La rhinite, objet d’une bonne observance contraint l’asthme

le mercredi 30 juin 2010
par Astrid Charlery
Allergique ou pas, la rhinite nécessite une bonne prise en charge pour éviter l’évolution vers l’asthme.

Nez qui coule ou nez bouché, éternuements, démangeaisons nasales, picotements des yeux, fatigue et baisse de concentration… si les rhinites ne sont pas graves, leurs symptômes ont un impact sur la qualité de vie et leur évolution peut être grave.

Souvent objet d’automédication, la rhinite débutante peut être traitée par des antihistaminiques (anti-H1) et des produits à base de sérum physiologique. Les premiers s’attaquent au caractère allergique et les seconds à la congestion nasale. Il est cependant essentiel de consulter un médecin si les symptômes persistent ou sont saisonniers.

Chercher l’asthme derrière la rhinite

Le fait d’avoir une rhinite multiplie par 3 ou 4 le risque de développer un asthme. Le lien entre sphère nasale et atteinte bronchique vient du développement de substances inflammatoires qui, passant pas la voie sanguine, colonisent d’autres muqueuses comme les bronches, et entraînent de l’asthme.

De nombreuses études attestent* ce point. Il est cependant difficile d’évaluer le caractère prédictif d’une rhinite vers un asthme. En revanche, « plus on traîne à prendre en charge une rhinite, plus les lésions sur les parois nasales sont difficiles à cicatriser et la progression vers l’asthme difficile à maîtriser », résume le Pr Benoit Wallaert, allergologue au CHRU de Lille.

Soigner les rhinites

La visite médicale chez le médecin généraliste s’impose, suivie d’une orientation éventuelle vers un allergologue.
C’est l’interrogatoire du patient qui donne une première indication sur l’allergène en cause et son éviction.

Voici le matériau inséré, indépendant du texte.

// src/commands/mod.rs
//! Command handlers for the autotest CLI

mod check;
mod count;
mod run;

pub use check::cmd_check;
pub use count::cmd_count;
pub use run::cmd_run;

A ce stade, les antihistaminiques traitent les symptômes et les corticoïdes locaux ciblent l’inflammation. Ces derniers nécessitent une bonne observance.

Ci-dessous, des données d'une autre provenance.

// tests/common/mod.rs

//! Shared test utilities and helpers for integration tests.

#![allow(dead_code)]

use flate2::write::GzEncoder;
use flate2::Compression;
use std::collections::BTreeSet;
use std::fs::{self, File};
use std::os::unix::fs::PermissionsExt;
use std::path::{Path, PathBuf};
use std::process::Command;

/// `n` lines of C
pub fn c_lines(n: usize) -> String {
    (0..n).map(|i| format!("int v{};\n", i)).collect()
}

/// Write a gzip tarball at `archive` containing `files` (path, content)
pub fn write_tar_gz(archive: &Path, files: &[(&str, String)]) {
    let file = File::create(archive).unwrap();
    let encoder = GzEncoder::new(file, Compression::default());
    let mut builder = tar::Builder::new(encoder);

    for (path, content) in files {
        let mut header = tar::Header::new_gnu();
        header.set_entry_type(tar::EntryType::Regular);
        header.set_size(content.len() as u64);
        header.set_mode(0o644);
        header.set_mtime(1_700_000_000);
        builder.append_data(&mut header, path, content.as_bytes()).unwrap();
    }

    builder.into_inner().unwrap().finish().unwrap();
}

/// Write a bzip2 tarball at `archive` with the system `tar cjf`
pub fn write_tar_bz2(archive: &Path, files: &[(&str, String)]) {
    let staging = tempfile::tempdir().unwrap();
    let mut top_level = BTreeSet::new();

    for (path, content) in files {
        let target = staging.path().join(path);
        fs::create_dir_all(target.parent().unwrap()).unwrap();
        fs::write(&target, content).unwrap();
        top_level.insert(path.split('/').next().unwrap().to_string());
    }

    let status = Command::new("tar")
        .arg("cjf")
        .arg(archive)
        .arg("-C")
        .arg(staging.path())
        .args(&top_level)
        .status()
        .unwrap();
    assert!(status.success(), "tar cjf failed for {}", archive.display());
}

/// Write an executable shell script
pub fn write_script(path: &Path, body: &str) {
    fs::write(path, format!("#!/bin/sh\n{}\n", body)).unwrap();
    fs::set_permissions(path, fs::Permissions::from_mode(0o755)).unwrap();
}

/// Package `foo` with 100 source lines: 60 in `src/main.c`, 40 in
/// `include/foo.h`, plus files that must not be counted.
///
/// Build steps are no-ops so the test only depends on `sh` and `tar`.
pub fn write_foo_package(root: &Path, name: &str, extra_script: &str) -> PathBuf {
    let package_dir = root.join(name);
    fs::create_dir_all(&package_dir).unwrap();

    write_tar_gz(
        &package_dir.join("foo-1.0.tar.gz"),
        &[
            ("foo-1.0/src/main.c", c_lines(60)),
            ("foo-1.0/include/foo.h", c_lines(40)),
            ("foo-1.0/README", "read me\n".repeat(7)),
            ("foo-1.0/src/util.cpp", c_lines(25)),
        ],
    );

    fs::write(
        package_dir.join("script"),
        format!(
            "# synthetic package\npackage = foo-1.0.tar.gz\npre_make = true\nmake = true\nclean = true\n{}",
            extra_script
        ),
    )
    .unwrap();

    package_dir
}

/// Strip tool that prints its arguments and empties `src/main.c`
pub fn write_strip_tool(dir: &Path) -> PathBuf {
    let tool = dir.join("stripcc");
    write_script(&tool, "echo \"args: $@\"\n: > src/main.c");
    tool
}

/// Strip tool that complains and exits non-zero without touching the tree
pub fn write_failing_strip_tool(dir: &Path) -> PathBuf {
    let tool = dir.join("stripcc-broken");
    write_script(&tool, "echo 'stripcc: internal error' >&2\nexit 3");
    tool
}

Les prick-test®, tests  cutanés locaux, permettent de préciser le diagnostic. Si nécessaire, on peut les associer à la recherche d’IgE sous forme de tests sanguins dirigés contre les allergènes suspectés. Le traitement au long cours recommandé reste la désensibilisation.
Parfois cependant, la cause des rhinites n’est pas allergique mais induite par un dysfonctionnement du système nerveux neurovégétatif. Des médicaments spécifiques, appelés parasympathicolytiques, sont alors proposés.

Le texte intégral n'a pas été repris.